• **Aim of the task**: An exact reproduction of all entries is expected.

Items from a data source:
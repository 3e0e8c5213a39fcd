//! Prompt Assembler
//!
//! Renders a [`PromptSpec`] into the labeled, line-oriented prompt that is
//! sent to the AI provider.

use crate::domain::entities::PromptSpec;

/// Render a spec as `"<Label>: <value>\n"` lines in a fixed order.
///
/// Required fields always produce a line (even when empty). Optional fields
/// produce a line only when present and non-empty; requirements are joined
/// with `", "` in input order.
pub fn render_prompt(spec: &PromptSpec) -> String {
    let mut prompt = String::new();

    push_line(&mut prompt, "App Type", &spec.app_type);
    push_line(&mut prompt, "Test Type", &spec.test_type);
    push_line(&mut prompt, "Framework", &spec.framework);
    push_line(&mut prompt, "Feature Name", &spec.feature_name);
    push_optional(&mut prompt, "Feature Description", &spec.feature_description);
    push_optional(&mut prompt, "User Story", &spec.user_story);
    push_line(&mut prompt, "Programming Language", &spec.programming_language);
    push_optional(&mut prompt, "Scenarios", &spec.scenarios);
    push_optional(&mut prompt, "Test Data", &spec.test_data);
    push_optional(&mut prompt, "Environment", &spec.environment);
    push_optional(&mut prompt, "Constraints", &spec.constraints);
    push_optional(&mut prompt, "Additional Notes", &spec.additional_notes);

    if let Some(requirements) = spec.requirements.as_deref().filter(|r| !r.is_empty()) {
        push_line(&mut prompt, "Requirements", &requirements.join(", "));
    }

    prompt
}

fn push_line(prompt: &mut String, label: &str, value: &str) {
    prompt.push_str(&format!("{}: {}\n", label, value));
}

fn push_optional(prompt: &mut String, label: &str, value: &Option<String>) {
    if let Some(value) = value.as_deref().filter(|v| !v.is_empty()) {
        push_line(prompt, label, value);
    }
}

#[cfg(test)]
mod tests {
    use super::*;

    fn login_spec() -> PromptSpec {
        PromptSpec::new("web", "e2e", "cypress", "Login Feature", "javascript")
            .with_requirements(["Test data setup", "Error handling"])
    }

    #[test]
    fn test_minimal_spec_with_requirements() {
        let prompt = render_prompt(&login_spec());

        assert_eq!(
            prompt,
            "App Type: web\n\
             Test Type: e2e\n\
             Framework: cypress\n\
             Feature Name: Login Feature\n\
             Programming Language: javascript\n\
             Requirements: Test data setup, Error handling\n"
        );
        assert_eq!(prompt.lines().count(), 6);
        assert!(prompt.ends_with("Requirements: Test data setup, Error handling\n"));
        assert!(!prompt.contains("\n\n"));
    }

    #[test]
    fn test_full_spec_field_order() {
        let spec = PromptSpec::new("web", "e2e", "cypress", "Login Feature", "javascript")
            .with_feature_description("User authentication system")
            .with_user_story("As a user I want to log in")
            .with_scenarios("- Valid login\n- Invalid credentials")
            .with_test_data("user@example.com")
            .with_environment("staging")
            .with_constraints("no external calls")
            .with_additional_notes("use fixtures")
            .with_requirements(["A", "B", "C"]);

        let rendered = render_prompt(&spec);
        let labels: Vec<&str> = rendered
            .lines()
            .filter_map(|line| line.split_once(": ").map(|(label, _)| label))
            .collect();

        assert_eq!(
            labels,
            vec![
                "App Type",
                "Test Type",
                "Framework",
                "Feature Name",
                "Feature Description",
                "User Story",
                "Programming Language",
                "Scenarios",
                "Test Data",
                "Environment",
                "Constraints",
                "Additional Notes",
                "Requirements",
            ]
        );
    }

    #[test]
    fn test_empty_optionals_produce_no_lines() {
        let spec = PromptSpec::new("api", "api", "pytest", "Orders", "python")
            .with_feature_description("")
            .with_environment("")
            .with_requirements(Vec::<String>::new());

        let prompt = render_prompt(&spec);

        assert_eq!(prompt.lines().count(), 5);
        assert!(!prompt.contains("Feature Description"));
        assert!(!prompt.contains("Environment"));
        assert!(!prompt.contains("Requirements"));
    }

    #[test]
    fn test_empty_required_fields_still_render() {
        let spec = PromptSpec::new("", "unit", "", "Parser", "rust");
        let prompt = render_prompt(&spec);

        assert!(prompt.starts_with("App Type: \nTest Type: unit\nFramework: \n"));
    }

    #[test]
    fn test_requirements_keep_input_order() {
        let spec = PromptSpec::new("web", "e2e", "playwright", "Cart", "typescript")
            .with_requirements(["zeta", "alpha", "mid"]);

        assert!(render_prompt(&spec).ends_with("Requirements: zeta, alpha, mid\n"));
    }

    #[test]
    fn test_rendering_is_deterministic() {
        let spec = login_spec().with_scenarios("- Logout");
        assert_eq!(render_prompt(&spec), render_prompt(&spec.clone()));
        assert_eq!(spec.render(), render_prompt(&spec));
    }
}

• **Solution to the exercise**:
repository 3e0e8c5213a39fcd
//! Prompt Assembler
//!
//! Renders a [`PromptSpec`] into the labeled, line-oriented prompt that is
//! sent to the AI provider.

use crate::domain::entities::PromptSpec;

/// Render a spec as `"<Label>: <value>\n"` lines in a fixed order.
///
/// Required fields always produce a line (even when empty). Optional fields
/// produce a line only when present and non-empty; requirements are joined
/// with `", "` in input order.
pub fn render_prompt(spec: &PromptSpec) -> String {
    let mut prompt = String::new();

    push_line(&mut prompt, "App Type", &spec.app_type);
    push_line(&mut prompt, "Test Type", &spec.test_type);
    push_line(&mut prompt, "Framework", &spec.framework);
    push_line(&mut prompt, "Feature Name", &spec.feature_name);
    push_optional(&mut prompt, "Feature Description", &spec.feature_description);
    push_optional(&mut prompt, "User Story", &spec.user_story);
    push_line(&mut prompt, "Programming Language", &spec.programming_language);
    push_optional(&mut prompt, "Scenarios", &spec.scenarios);
    push_optional(&mut prompt, "Test Data", &spec.test_data);
    push_optional(&mut prompt, "Environment", &spec.environment);
    push_optional(&mut prompt, "Constraints", &spec.constraints);
    push_optional(&mut prompt, "Additional Notes", &spec.additional_notes);

    if let Some(requirements) = spec.requirements.as_deref().filter(|r| !r.is_empty()) {
        push_line(&mut prompt, "Requirements", &requirements.join(", "));
    }

    prompt
}

fn push_line(prompt: &mut String, label: &str, value: &str) {
    prompt.push_str(&format!("{}: {}\n", label, value));
}

fn push_optional(prompt: &mut String, label: &str, value: &Option<String>) {
    if let Some(value) = value.as_deref().filter(|v| !v.is_empty()) {
        push_line(prompt, label, value);
    }
}

#[cfg(test)]
mod tests {
    use super::*;

    fn login_spec() -> PromptSpec {
        PromptSpec::new("web", "e2e", "cypress", "Login Feature", "javascript")
            .with_requirements(["Test data setup", "Error handling"])
    }

    #[test]
    fn test_minimal_spec_with_requirements() {
        let prompt = render_prompt(&login_spec());

        assert_eq!(
            prompt,
            "App Type: web\n\
             Test Type: e2e\n\
             Framework: cypress\n\
             Feature Name: Login Feature\n\
             Programming Language: javascript\n\
             Requirements: Test data setup, Error handling\n"
        );
        assert_eq!(prompt.lines().count(), 6);
        assert!(prompt.ends_with("Requirements: Test data setup, Error handling\n"));
        assert!(!prompt.contains("\n\n"));
    }

    #[test]
    fn test_full_spec_field_order() {
        let spec = PromptSpec::new("web", "e2e", "cypress", "Login Feature", "javascript")
            .with_feature_description("User authentication system")
            .with_user_story("As a user I want to log in")
            .with_scenarios("- Valid login\n- Invalid credentials")
            .with_test_data("user@example.com")
            .with_environment("staging")
            .with_constraints("no external calls")
            .with_additional_notes("use fixtures")
            .with_requirements(["A", "B", "C"]);

        let rendered = render_prompt(&spec);
        let labels: Vec<&str> = rendered
            .lines()
            .filter_map(|line| line.split_once(": ").map(|(label, _)| label))
            .collect();

        assert_eq!(
            labels,
            vec![
                "App Type",
                "Test Type",
                "Framework",
                "Feature Name",
                "Feature Description",
                "User Story",
                "Programming Language",
                "Scenarios",
                "Test Data",
                "Environment",
                "Constraints",
                "Additional Notes",
                "Requirements",
            ]
        );
    }

    #[test]
    fn test_empty_optionals_produce_no_lines() {
        let spec = PromptSpec::new("api", "api", "pytest", "Orders", "python")
            .with_feature_description("")
            .with_environment("")
            .with_requirements(Vec::<String>::new());

        let prompt = render_prompt(&spec);

        assert_eq!(prompt.lines().count(), 5);
        assert!(!prompt.contains("Feature Description"));
        assert!(!prompt.contains("Environment"));
        assert!(!prompt.contains("Requirements"));
    }

    #[test]
    fn test_empty_required_fields_still_render() {
        let spec = PromptSpec::new("", "unit", "", "Parser", "rust");
        let prompt = render_prompt(&spec);

        assert!(prompt.starts_with("App Type: \nTest Type: unit\nFramework: \n"));
    }

    #[test]
    fn test_requirements_keep_input_order() {
        let spec = PromptSpec::new("web", "e2e", "playwright", "Cart", "typescript")
            .with_requirements(["zeta", "alpha", "mid"]);

        assert!(render_prompt(&spec).ends_with("Requirements: zeta, alpha, mid\n"));
    }

    #[test]
    fn test_rendering_is_deterministic() {
        let spec = login_spec().with_scenarios("- Logout");
        assert_eq!(render_prompt(&spec), render_prompt(&spec.clone()));
        assert_eq!(spec.render(), render_prompt(&spec));
    }
}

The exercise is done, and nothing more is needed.